Your goal:
Search the listing for "RowCategory" and copy every line where it appears.
····················
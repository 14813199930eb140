#[cfg(test)]
mod tests {
    use crate::cap_table::{
        build_cap_table, build_cap_table_with, CapTableOptions, RowCategory,
    };
    use crate::conversion::{MfnTreatment, RoundContext};
    use crate::instruments::{Instrument, InstrumentKind, NewInstrument};
    use rust_decimal::Decimal;
    use rust_decimal_macros::dec;

    fn ledger_round() -> RoundContext {
        RoundContext::new(dec!(10000000), dec!(3000000)).with_total_shares(dec!(10000000))
    }

    fn cap_safe(id: &str) -> Instrument {
        NewInstrument::new(InstrumentKind::ValuationCap)
            .id(id)
            .investor_name("Angel")
            .build(1)
    }

    fn discount_safe(id: &str) -> Instrument {
        NewInstrument::new(InstrumentKind::Discount)
            .id(id)
            .investor_name("Seed Fund")
            .build(2)
    }

    fn mfn_safe(id: &str) -> Instrument {
        NewInstrument::new(InstrumentKind::Mfn)
            .id(id)
            .investor_name("Friend")
            .build(3)
    }

    // ==================== Reference Scenario ====================

    #[test]
    fn test_single_valuation_cap_scenario() {
        let table = build_cap_table(
            &[cap_safe("cap-1")],
            dec!(2000000),
            dec!(1000000),
            &ledger_round(),
        );

        assert_eq!(table.pre_financing_shares, dec!(10000000));
        assert_eq!(table.total_shares, dec!(14000000));
        assert_eq!(table.unallocated_shares, dec!(7000000));

        let round_row = &table.rows[2];
        assert_eq!(round_row.category, RowCategory::EquityFinancing);
        assert_eq!(round_row.shares, Some(dec!(3000000)));
        assert_eq!(round_row.investment_amount, Some(dec!(3000000)));

        let safe_row = table.row("cap-1").unwrap();
        assert_eq!(safe_row.shares, Some(dec!(1000000)));
        assert_eq!(safe_row.display_percentage, dec!(7.14));
        assert_eq!(safe_row.investment_amount, Some(dec!(100000)));
        assert_eq!(
            safe_row.category,
            RowCategory::Safe(InstrumentKind::ValuationCap)
        );

        assert_eq!(table.rows[0].display_percentage, dec!(14.29));
        assert_eq!(table.rows[1].display_percentage, dec!(7.14));
        assert_eq!(table.rows[0].investment_amount, None);
    }

    #[test]
    fn test_row_order_is_stable() {
        let instruments = vec![mfn_safe("m"), cap_safe("c"), discount_safe("d")];
        let table = build_cap_table(&instruments, dec!(2000000), dec!(1000000), &ledger_round());

        let labels: Vec<&str> = table.rows.iter().map(|r| r.label.as_str()).collect();
        assert_eq!(
            labels,
            vec![
                "Founders",
                "Employee Pool",
                "Equity Financing",
                "Friend",
                "Angel",
                "Seed Fund"
            ]
        );
        let ids: Vec<&str> = table
            .instrument_rows()
            .filter_map(|r| r.id.as_deref())
            .collect();
        assert_eq!(ids, vec!["m", "c", "d"]);
    }

    #[test]
    fn test_percentages_sum_to_100_when_fully_allocated() {
        let ctx = RoundContext::new(dec!(10000000), dec!(3000000)).with_total_shares(dec!(3000000));
        let instruments = vec![cap_safe("c"), discount_safe("d"), mfn_safe("m")];
        let table = build_cap_table(&instruments, dec!(2000000), dec!(1000000), &ctx);

        assert_eq!(table.unallocated_shares, Decimal::ZERO);
        assert_eq!(table.total_percentage().round_dp(10), dec!(100));
    }

    #[test]
    fn test_pre_financing_falls_back_to_founders_and_pool() {
        let ctx = RoundContext::new(dec!(10000000), dec!(3000000));
        let table = build_cap_table(&[cap_safe("c")], dec!(2000000), dec!(1000000), &ctx);

        assert_eq!(table.pre_financing_shares, dec!(3000000));
        assert_eq!(table.row("c").unwrap().shares, Some(dec!(300000)));
        assert_eq!(table.rows[2].shares, Some(dec!(900000)));
        assert_eq!(table.total_shares, dec!(4200000));
    }

    // ==================== Degraded Rows ====================

    #[test]
    fn test_invalid_instrument_reports_zero_and_is_excluded() {
        let mut broken = cap_safe("broken");
        broken.terms = crate::instruments::InstrumentTerms::ValuationCap {
            valuation_cap: Decimal::ZERO,
        };
        let table = build_cap_table(
            &[cap_safe("ok"), broken],
            dec!(2000000),
            dec!(1000000),
            &ledger_round(),
        );

        let broken_row = table.row("broken").unwrap();
        assert!(!broken_row.is_valid());
        assert_eq!(broken_row.percentage, Decimal::ZERO);
        assert!(broken_row.error.is_some());
        assert_eq!(table.total_shares, dec!(14000000));
    }

    #[test]
    fn test_zero_post_money_degrades_round_and_instruments() {
        let ctx = RoundContext::new(Decimal::ZERO, dec!(3000000)).with_total_shares(dec!(10000000));
        let table = build_cap_table(&[mfn_safe("m")], dec!(2000000), dec!(1000000), &ctx);

        assert_eq!(table.rows[2].shares, None);
        assert_eq!(table.row("m").unwrap().shares, None);
        assert_eq!(table.total_shares, dec!(10000000));
        assert_eq!(table.rows[0].display_percentage, dec!(20));
    }

    #[test]
    fn test_zero_denominator_renders_zero_percent() {
        let ctx = RoundContext::new(dec!(10000000), Decimal::ZERO).with_total_shares(Decimal::ZERO);
        let mut instrument = mfn_safe("m");
        instrument.investment_amount = Decimal::ZERO;
        let table = build_cap_table(&[instrument], Decimal::ZERO, Decimal::ZERO, &ctx);

        assert_eq!(table.total_shares, Decimal::ZERO);
        assert!(table
            .rows
            .iter()
            .all(|row| row.display_percentage == Decimal::ZERO));
    }

    #[test]
    fn test_empty_collection() {
        let table = build_cap_table(&[], dec!(2000000), dec!(1000000), &ledger_round());
        assert_eq!(table.rows.len(), 3);
        assert_eq!(table.total_shares, dec!(13000000));
    }

    // ==================== Share Ledger ====================

    #[test]
    fn test_over_allocated_ledger_degrades_every_row() {
        let ctx = RoundContext::new(dec!(10000000), dec!(3000000)).with_total_shares(dec!(1000000));
        let table = build_cap_table(&[cap_safe("c")], dec!(2000000), dec!(1000000), &ctx);

        assert!(!table.is_valid());
        assert!(table.error.as_deref().unwrap().contains("more than"));
        assert!(table.rows.iter().all(|row| !row.is_valid()));
        assert!(table.rows.iter().all(|row| row.error.is_some()));
        assert_eq!(table.total_percentage(), Decimal::ZERO);
        assert_eq!(table.unallocated_shares, Decimal::ZERO);
    }

    #[test]
    fn test_negative_share_count_degrades_round_row() {
        let ctx = RoundContext::new(dec!(10000000), dec!(3000000)).with_total_shares(dec!(-1000000));
        let table = build_cap_table(&[cap_safe("c")], dec!(2000000), dec!(1000000), &ctx);

        assert!(!table.is_valid());
        assert_eq!(table.rows[2].category, RowCategory::EquityFinancing);
        assert_eq!(table.rows[2].shares, None);
        assert_eq!(table.row("c").unwrap().shares, None);
        assert!(table.rows.iter().all(|row| row.percentage == Decimal::ZERO));
    }

    #[test]
    fn test_negative_founders_degrade_table() {
        let ctx = RoundContext::new(dec!(10000000), dec!(3000000));
        let table = build_cap_table(&[cap_safe("c")], dec!(-2000000), dec!(1000000), &ctx);

        assert!(!table.is_valid());
        assert!(table.error.as_deref().unwrap().contains("founders share count"));
        assert_eq!(table.rows[0].shares, None);
    }

    #[test]
    fn test_valid_ledger_has_no_table_error() {
        let table = build_cap_table(&[cap_safe("c")], dec!(2000000), dec!(1000000), &ledger_round());
        assert!(table.is_valid());
        assert_eq!(table.error, None);
    }

    // ==================== Purity & MFN Options ====================

    #[test]
    fn test_build_is_idempotent() {
        let instruments = vec![cap_safe("c"), discount_safe("d"), mfn_safe("m")];
        let first = build_cap_table(&instruments, dec!(2000000), dec!(1000000), &ledger_round());
        let second = build_cap_table(&instruments, dec!(2000000), dec!(1000000), &ledger_round());
        assert_eq!(first, second);
    }

    #[test]
    fn test_mfn_best_terms_option() {
        let instruments = vec![cap_safe("c"), mfn_safe("m")];
        let face = build_cap_table(&instruments, dec!(2000000), dec!(1000000), &ledger_round());
        let best = build_cap_table_with(
            &instruments,
            dec!(2000000),
            dec!(1000000),
            &ledger_round(),
            CapTableOptions {
                mfn_treatment: MfnTreatment::BestTerms,
            },
        );

        assert_eq!(face.row("m").unwrap().shares, Some(dec!(100000)));
        assert_eq!(best.row("m").unwrap().shares, Some(dec!(1000000)));
        assert_eq!(
            face.row("c").unwrap().shares,
            best.row("c").unwrap().shares
        );
    }
}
····················
Exercise result:
        build_cap_table, build_cap_table_with, CapTableOptions, RowCategory,
        assert_eq!(round_row.category, RowCategory::EquityFinancing);
            RowCategory::Safe(InstrumentKind::ValuationCap)
        assert_eq!(table.rows[2].category, RowCategory::EquityFinancing);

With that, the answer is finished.